Clinical commissioning groups look set to take a contrasting approach to NHS England over new tendering rules – due to the potential administrative burden and a “ridiculous timescale” that would need to be met.
Last month, HSJ reported how private providers were given the chance to bid for thousands of NHS services for the first time, due to new EU competition rules.
According to a note sent out to local CCGs by NHS Clinical Commissioners, the representative body was approached by NHS England about the “appetite” to advertise all their “normal and ongoing” trust contracts in a similar way.
But the “in confidence briefing”, seen by HSJ, added: “Our very clear view was that we did not believe it was at all practical for CCGs to be able to do this as it would mean a significant amount of additional work and burden being placed upon you within a ridiculous timeline.”
The timetable for the current contracting round is short, and the note from NHSCC said advertising the contracts would require a thorough process to be run alongside contract negotiations with current providers, which must be concluded by 23 December.
The note added: “As a result of this, NHS England therefore did not pursue with CCGs anything in relation to your own contracts… However, we agreed that we needed to make you aware of the position, as legally each CCG as the statutory organisation is responsible for its own decisions and approach.
“What we, and NHS England were keen to avoid is all CCGs feeling they have to individually take legal advice to determine the position, and of course you may need to consider how you can demonstrate that you have considered this, within your own corporate governance processes, including assessment of risk.”
An expert on competition regulations has told HSJ CCGs should not be overly concerned about rolling over existing contracts for acute or mental health services, but this could be a more risky approach when it comes to community services.

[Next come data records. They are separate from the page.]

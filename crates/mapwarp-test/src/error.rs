//! Error types for mapwarp-test

use thiserror::Error;

/// Errors raised by the regression harness itself
#[derive(Debug, Error)]
pub enum TestError {
    /// Golden file could not be read or written
    #[error("golden file error for {path}: {message}")]
    GoldenFile { path: String, message: String },

    /// Recorded value count differs from the golden file
    #[error("golden mismatch: {expected} recorded values, golden has {actual}")]
    GoldenShape { expected: usize, actual: usize },
}

/// Result type for test harness operations
pub type TestResult<T> = std::result::Result<T, TestError>;
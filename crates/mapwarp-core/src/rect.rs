//! Rect - an axis-aligned rectangle with f64 edges
//!
//! Used by [`crate::Transform::set_rect_to_rect`] and by the viewport and
//! geo mappers to describe image and screen extents.

use crate::point::Point;

/// An axis-aligned rectangle
///
/// Stored as edge coordinates rather than origin + size so that emptiness
/// (an inverted or zero-area rectangle) is cheap to detect.
#[derive(Debug, Clone, Copy, PartialEq, Default)]
pub struct Rect {
    /// Left x coordinate
    pub left: f64,
    /// Top y coordinate
    pub top: f64,
    /// Right x coordinate
    pub right: f64,
    /// Bottom y coordinate
    pub bottom: f64,
}

impl Rect {
    /// Create a new rectangle from edges
    pub const fn new(left: f64, top: f64, right: f64, bottom: f64) -> Self {
        Self {
            left,
            top,
            right,
            bottom,
        }
    }

    /// Create a rectangle from origin and size
    pub const fn from_size(w: f64, h: f64) -> Self {
        Self::new(0.0, 0.0, w, h)
    }

    /// Width (negative if the rectangle is inverted)
    #[inline]
    pub fn width(&self) -> f64 {
        self.right - self.left
    }

    /// Height (negative if the rectangle is inverted)
    #[inline]
    pub fn height(&self) -> f64 {
        self.bottom - self.top
    }

    /// True if the rectangle encloses no area
    #[inline]
    pub fn is_empty(&self) -> bool {
        self.left >= self.right || self.top >= self.bottom
    }

    /// Center point
    pub fn center(&self) -> Point {
        Point::new(
            (self.left + self.right) / 2.0,
            (self.top + self.bottom) / 2.0,
        )
    }

    /// True if the point lies inside or on the boundary
    pub fn contains(&self, p: Point) -> bool {
        p.x >= self.left && p.x <= self.right && p.y >= self.top && p.y <= self.bottom
    }
}
//! Mercator projection helpers
//!
//! Most unrotated scanned maps are Mercator-projected: longitude is linear
//! across the image, but latitude is not. Interpolating latitude linearly
//! visibly stretches maps spanning more than a few degrees, so the
//! axis-aligned mapping path interpolates in Mercator-projected latitude
//! and converts back with the inverse relation `lat = atan(sinh(y))`.

/// Latitude beyond which the Mercator projection is not evaluated
///
/// The conventional Web Mercator cutoff; `mercator_y` clamps its input to
/// this range so poles cannot produce infinities.
pub const MAX_MERCATOR_LATITUDE: f64 = 85.05112878;

/// Project a latitude (degrees) to unitless Mercator y
///
/// `y = ln(tan(pi/4 + lat/2))`, computed as `asinh(tan(lat))`, which is the
/// same function with better behavior near zero.
pub fn mercator_y(lat_deg: f64) -> f64 {
    let lat = lat_deg.clamp(-MAX_MERCATOR_LATITUDE, MAX_MERCATOR_LATITUDE);
    lat.to_radians().tan().asinh()
}

/// Invert [`mercator_y`]: recover the latitude in degrees
pub fn lat_from_mercator_y(y: f64) -> f64 {
    y.sinh().atan().to_degrees()
}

The note to CCGs also included a document compiled by NHS England that describes the legal position on an “information only” basis.
It said commissioners considering using an exemption to the requirement to advertise “should seek their own specific legal advice”, and there is a “high standard of proof required to demonstrate that credible alternative providers do not exist, in the event of challenge”.
It added: “In many cases it may be less burdensome to issue a contract notice or prior information notice, which will relatively quickly establish whether there is interest from more than one provider, than to carry out the work needed to justify an exemption.”
Andrew Taylor, of consultancy firm Aldwych Partners and former chief executive of the Cooperation and Competition Panel for NHS funded services, told HSJ: “I can understand the CCGs finding it difficult to respond in the time available following the NHS England letter.
“On the other hand, the regulations have been around for some time now, and it is not as though their requirements should come as a surprise.
“NHS England’s advice about CCGs finding it difficult to use the exemptions to the requirement to advertise strikes me as a bit conservative given that acute trusts’ own hospitals that serve a local population and which are assets that can’t be readily replicated by someone else.
“As a CCG, I would be most concerned about the risks of rolling over my community services contract without having gone through something like the PIN process that NHS England has used for specialised services.
“This seems to me to be the area most vulnerable to challenge, given that there is plenty of precedent for these contracts being put out to tender.”
City and Hackney CCG published a PIN earlier this month for its acute and community contracts, which stated the intention to award the contracts to Homerton Hospital Foundation Trust, the incumbent provider. The CCG confirmed this was in response to the EU rules.
With the PINs published by NHS England last month, contracts will be awarded to incumbent providers unless expressions of interest are received, at which point a competitive process could be triggered. Experts told HSJ there was unlikely to be widespread interest from non-NHS providers.
NHS England and NHSCC were approached for comment.